Saved entries:
══════════

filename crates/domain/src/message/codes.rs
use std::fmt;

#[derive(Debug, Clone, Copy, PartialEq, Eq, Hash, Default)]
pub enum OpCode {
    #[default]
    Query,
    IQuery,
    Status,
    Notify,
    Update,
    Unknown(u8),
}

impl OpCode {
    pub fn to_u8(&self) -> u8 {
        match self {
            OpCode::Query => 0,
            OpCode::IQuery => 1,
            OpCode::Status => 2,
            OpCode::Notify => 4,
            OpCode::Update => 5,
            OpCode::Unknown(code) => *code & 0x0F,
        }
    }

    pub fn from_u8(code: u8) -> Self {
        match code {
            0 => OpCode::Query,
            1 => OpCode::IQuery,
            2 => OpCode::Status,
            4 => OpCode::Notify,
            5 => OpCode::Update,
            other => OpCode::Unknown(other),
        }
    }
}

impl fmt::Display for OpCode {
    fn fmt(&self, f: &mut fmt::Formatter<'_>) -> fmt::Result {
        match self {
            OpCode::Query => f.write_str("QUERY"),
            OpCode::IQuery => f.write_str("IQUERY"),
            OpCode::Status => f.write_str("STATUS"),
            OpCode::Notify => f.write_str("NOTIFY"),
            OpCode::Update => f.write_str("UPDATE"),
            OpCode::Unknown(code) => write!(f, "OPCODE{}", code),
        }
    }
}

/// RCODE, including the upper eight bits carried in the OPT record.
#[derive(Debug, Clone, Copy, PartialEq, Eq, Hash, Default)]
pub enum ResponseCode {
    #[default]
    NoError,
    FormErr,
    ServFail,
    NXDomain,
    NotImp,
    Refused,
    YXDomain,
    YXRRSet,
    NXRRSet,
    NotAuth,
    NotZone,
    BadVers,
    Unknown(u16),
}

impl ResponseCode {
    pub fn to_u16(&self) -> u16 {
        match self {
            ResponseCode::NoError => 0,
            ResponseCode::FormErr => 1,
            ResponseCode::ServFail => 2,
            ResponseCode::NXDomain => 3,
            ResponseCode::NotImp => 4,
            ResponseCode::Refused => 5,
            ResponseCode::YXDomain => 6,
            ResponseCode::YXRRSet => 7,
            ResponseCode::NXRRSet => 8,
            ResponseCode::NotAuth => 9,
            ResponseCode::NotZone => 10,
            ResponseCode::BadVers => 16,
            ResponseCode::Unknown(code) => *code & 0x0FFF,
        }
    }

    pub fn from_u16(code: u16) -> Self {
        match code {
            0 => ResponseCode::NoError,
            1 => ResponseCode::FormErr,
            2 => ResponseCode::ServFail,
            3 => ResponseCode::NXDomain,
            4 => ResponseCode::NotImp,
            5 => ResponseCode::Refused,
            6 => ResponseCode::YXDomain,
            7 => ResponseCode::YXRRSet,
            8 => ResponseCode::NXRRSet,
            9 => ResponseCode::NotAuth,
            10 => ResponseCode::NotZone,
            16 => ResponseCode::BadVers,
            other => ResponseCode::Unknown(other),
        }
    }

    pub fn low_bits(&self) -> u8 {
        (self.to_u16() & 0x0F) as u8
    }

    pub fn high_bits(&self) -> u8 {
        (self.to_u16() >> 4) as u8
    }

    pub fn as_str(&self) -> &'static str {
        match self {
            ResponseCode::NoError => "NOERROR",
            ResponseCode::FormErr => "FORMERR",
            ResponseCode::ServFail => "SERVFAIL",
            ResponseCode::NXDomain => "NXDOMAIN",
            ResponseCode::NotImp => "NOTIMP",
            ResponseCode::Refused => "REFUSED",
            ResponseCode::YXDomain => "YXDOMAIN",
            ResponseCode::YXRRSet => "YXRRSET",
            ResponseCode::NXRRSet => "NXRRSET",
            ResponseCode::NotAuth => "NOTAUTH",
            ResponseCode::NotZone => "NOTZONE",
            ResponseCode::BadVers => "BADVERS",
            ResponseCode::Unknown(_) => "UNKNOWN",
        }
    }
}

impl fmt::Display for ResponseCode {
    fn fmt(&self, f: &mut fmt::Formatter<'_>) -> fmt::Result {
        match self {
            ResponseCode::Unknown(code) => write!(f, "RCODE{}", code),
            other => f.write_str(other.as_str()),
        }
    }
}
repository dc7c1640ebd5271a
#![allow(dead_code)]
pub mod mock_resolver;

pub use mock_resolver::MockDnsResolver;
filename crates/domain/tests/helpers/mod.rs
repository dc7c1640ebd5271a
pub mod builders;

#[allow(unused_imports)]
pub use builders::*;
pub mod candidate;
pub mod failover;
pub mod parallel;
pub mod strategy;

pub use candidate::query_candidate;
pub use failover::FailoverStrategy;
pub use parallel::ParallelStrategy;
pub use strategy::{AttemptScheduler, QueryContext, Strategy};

══════════

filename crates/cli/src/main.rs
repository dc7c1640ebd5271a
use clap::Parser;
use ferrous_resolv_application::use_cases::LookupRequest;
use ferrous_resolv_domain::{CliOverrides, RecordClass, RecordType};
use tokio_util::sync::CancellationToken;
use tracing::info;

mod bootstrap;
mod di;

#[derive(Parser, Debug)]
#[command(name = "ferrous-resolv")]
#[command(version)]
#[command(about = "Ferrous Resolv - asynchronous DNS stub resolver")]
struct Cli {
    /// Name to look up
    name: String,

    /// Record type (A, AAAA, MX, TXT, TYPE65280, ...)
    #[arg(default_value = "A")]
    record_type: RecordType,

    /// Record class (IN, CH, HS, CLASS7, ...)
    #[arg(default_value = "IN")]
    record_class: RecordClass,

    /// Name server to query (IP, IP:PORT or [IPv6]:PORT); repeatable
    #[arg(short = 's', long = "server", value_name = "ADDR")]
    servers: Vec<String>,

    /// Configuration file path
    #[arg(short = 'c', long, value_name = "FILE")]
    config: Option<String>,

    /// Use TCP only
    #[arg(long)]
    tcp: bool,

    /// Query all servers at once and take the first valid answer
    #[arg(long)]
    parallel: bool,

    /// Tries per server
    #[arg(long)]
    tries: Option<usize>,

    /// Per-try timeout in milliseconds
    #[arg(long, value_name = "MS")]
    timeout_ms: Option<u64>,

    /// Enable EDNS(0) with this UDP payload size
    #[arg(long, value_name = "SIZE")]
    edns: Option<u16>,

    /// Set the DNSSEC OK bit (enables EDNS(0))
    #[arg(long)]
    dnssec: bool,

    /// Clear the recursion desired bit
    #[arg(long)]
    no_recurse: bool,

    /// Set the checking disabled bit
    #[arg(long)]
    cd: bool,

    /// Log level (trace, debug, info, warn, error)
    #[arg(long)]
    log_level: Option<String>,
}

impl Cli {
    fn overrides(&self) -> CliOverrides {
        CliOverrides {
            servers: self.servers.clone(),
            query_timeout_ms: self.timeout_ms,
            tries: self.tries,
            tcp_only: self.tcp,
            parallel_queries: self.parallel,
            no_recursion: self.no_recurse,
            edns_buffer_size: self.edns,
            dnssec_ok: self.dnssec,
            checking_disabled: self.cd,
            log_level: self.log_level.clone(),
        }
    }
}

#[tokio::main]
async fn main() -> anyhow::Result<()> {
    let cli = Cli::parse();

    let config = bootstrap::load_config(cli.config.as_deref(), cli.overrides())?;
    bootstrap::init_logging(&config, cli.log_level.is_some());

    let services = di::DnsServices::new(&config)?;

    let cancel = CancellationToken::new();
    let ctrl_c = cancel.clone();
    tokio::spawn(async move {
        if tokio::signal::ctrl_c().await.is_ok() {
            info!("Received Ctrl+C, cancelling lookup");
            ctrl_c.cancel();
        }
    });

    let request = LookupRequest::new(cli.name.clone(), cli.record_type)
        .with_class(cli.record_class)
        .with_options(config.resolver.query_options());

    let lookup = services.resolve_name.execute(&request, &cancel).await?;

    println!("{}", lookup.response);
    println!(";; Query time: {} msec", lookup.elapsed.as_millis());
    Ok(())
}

══════════

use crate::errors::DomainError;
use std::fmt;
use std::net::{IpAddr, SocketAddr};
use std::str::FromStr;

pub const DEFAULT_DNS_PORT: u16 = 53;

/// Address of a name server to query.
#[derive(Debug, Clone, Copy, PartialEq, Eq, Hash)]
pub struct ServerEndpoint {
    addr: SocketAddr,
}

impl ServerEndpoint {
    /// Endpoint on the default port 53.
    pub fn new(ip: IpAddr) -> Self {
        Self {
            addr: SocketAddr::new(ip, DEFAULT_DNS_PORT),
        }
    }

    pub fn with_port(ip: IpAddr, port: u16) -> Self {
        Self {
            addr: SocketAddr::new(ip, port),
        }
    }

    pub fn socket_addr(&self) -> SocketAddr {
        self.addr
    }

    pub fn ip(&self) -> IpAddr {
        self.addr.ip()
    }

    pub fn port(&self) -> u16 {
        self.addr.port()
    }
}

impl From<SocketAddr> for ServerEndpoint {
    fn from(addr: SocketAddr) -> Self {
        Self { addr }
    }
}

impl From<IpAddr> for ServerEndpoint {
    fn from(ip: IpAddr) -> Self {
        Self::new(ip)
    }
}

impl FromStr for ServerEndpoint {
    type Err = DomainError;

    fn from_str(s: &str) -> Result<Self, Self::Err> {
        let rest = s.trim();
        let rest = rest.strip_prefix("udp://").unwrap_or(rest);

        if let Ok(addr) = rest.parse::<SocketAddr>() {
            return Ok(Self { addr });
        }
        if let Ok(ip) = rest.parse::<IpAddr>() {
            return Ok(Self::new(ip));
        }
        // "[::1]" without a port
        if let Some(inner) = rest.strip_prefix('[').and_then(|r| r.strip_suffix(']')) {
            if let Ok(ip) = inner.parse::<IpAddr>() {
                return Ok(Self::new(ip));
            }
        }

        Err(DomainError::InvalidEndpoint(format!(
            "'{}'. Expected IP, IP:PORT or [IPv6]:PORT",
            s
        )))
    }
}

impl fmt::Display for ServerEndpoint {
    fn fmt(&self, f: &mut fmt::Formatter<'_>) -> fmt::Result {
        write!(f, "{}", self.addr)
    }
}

══════════

■ Task statement
Using the records above, report each line with the string "IpAddr".

■ Exercise result
use std::net::{IpAddr, SocketAddr};
    pub fn new(ip: IpAddr) -> Self {
    pub fn with_port(ip: IpAddr, port: u16) -> Self {
    pub fn ip(&self) -> IpAddr {
impl From<IpAddr> for ServerEndpoint {
    fn from(ip: IpAddr) -> Self {
        if let Ok(ip) = rest.parse::<IpAddr>() {
            if let Ok(ip) = inner.parse::<IpAddr>() {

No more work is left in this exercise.